Uthoff hit 5-of-7 shots from the field and grabbed nine rebounds. White, a sophomore, scored 22 points that game, most of which were against other players.

“He’s so even-keel,” White said of Uthoff. “He’s so comfortable with the ball. He plays at a great pace. He never rushes anything. It seems that he knows what he wants to do with it. He’s got a good turnaround game. He’s got that little shimmy jump-shot. He might not look as strong as he actually is in the upper body, but I think he’s got good strength. He’s just crafty. There’s a reason why he got a scholarship to Wisconsin and Bo Ryan wanted him.”

Nobody would talk about how Uthoff would fit in at Iowa and a few players were reluctant even to mention how Uthoff competed in the game. Iowa sophomore guard Josh Oglesby played with Uthoff on the AAU’s Iowa Barnstormers, and the two competed against one another as crosstown high school rivals. Oglesby, who plays alongside Uthoff on Vinton Merchants/Mike Gatens Real Estate in the PTL, raved about Uthoff’s abilities but had to stop himself in mid-thought because of the restrictions.

“He just lets the game come to him,” Oglesby said. “Smart guy. Long, he’s athletic, he’s sneaky athletic. He can shoot it, rebound. I think the biggest things for him is to put a little weight on so he can start banging more. I think he’s going to be great.”

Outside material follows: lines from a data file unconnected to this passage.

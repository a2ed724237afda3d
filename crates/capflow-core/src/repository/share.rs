//! Share link repository trait definition.

use capflow_types::error::RepositoryError;
use capflow_types::share::ShareLink;
use chrono::{DateTime, Utc};
use uuid::Uuid;

pub trait ShareLinkRepository: Send + Sync {
    /// Insert a new link. A duplicate token is a `Conflict`.
    fn create(
        &self,
        link: &ShareLink,
    ) -> impl std::future::Future<Output = Result<(), RepositoryError>> + Send;

    fn get(
        &self,
        id: &Uuid,
    ) -> impl std::future::Future<Output = Result<Option<ShareLink>, RepositoryError>> + Send;

    fn get_by_token(
        &self,
        token: &str,
    ) -> impl std::future::Future<Output = Result<Option<ShareLink>, RepositoryError>> + Send;

    /// All links, newest first (revoked ones included).
    fn list(&self) -> impl std::future::Future<Output = Result<Vec<ShareLink>, RepositoryError>> + Send;

    /// Mark revoked. Returns `false` if the link does not exist.
    fn revoke(
        &self,
        id: &Uuid,
    ) -> impl std::future::Future<Output = Result<bool, RepositoryError>> + Send;

    /// Increment the view count and stamp `last_viewed_at`.
    fn record_view(
        &self,
        id: &Uuid,
        at: DateTime<Utc>,
    ) -> impl std::future::Future<Output = Result<(), RepositoryError>> + Send;
}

Junior Zach McCabe also competes with Uthoff and Oglesby on the same PTL team. McCabe said Uthoff is more in control on the court than most PTL players.

“He doesn’t force stuff,” McCabe said. “He doesn’t make a lot of mistakes like obviously I do. He’s patient, he looks for his shot, he gets people involved. When he has his shot, he takes it.”

As a red-shirt last season, Uthoff didn’t play in either Iowa-Wisconsin game. The Hawkeyes’ up-tempo style of play under coach Fran McCaffery struck Uthoff, and he took some mental notes from both Iowa victories.

“The way they played,” Uthoff said when asked about those games. “I like the way they played as a team. That’s the thing I noticed right away sitting on the bench.”

Uthoff changed his attitude about Iowa’s program after the Hawkeyes’ 67-66 victory at Carver-Hawkeye Arena. When Uthoff was a high school junior, Iowa barely filled 5,000 seats for home games. Against Wisconsin, Iowa listed its attendance at 14,248.

“The fans were pretty crazy,” Uthoff said. “Craziest I’d ever seen Carver for sure.”

Uthoff credits Wisconsin coaches for improving his all-around skills, especially his ball handling. Since leaving Madison, the PTL or pickup games are Uthoff’s only avenues for basketball with his future teammates.

“That’s why it’s (the PTL) really good,” Uthoff said. “I get to play with the guys here. I can’t really have any contact with the coaches or anything.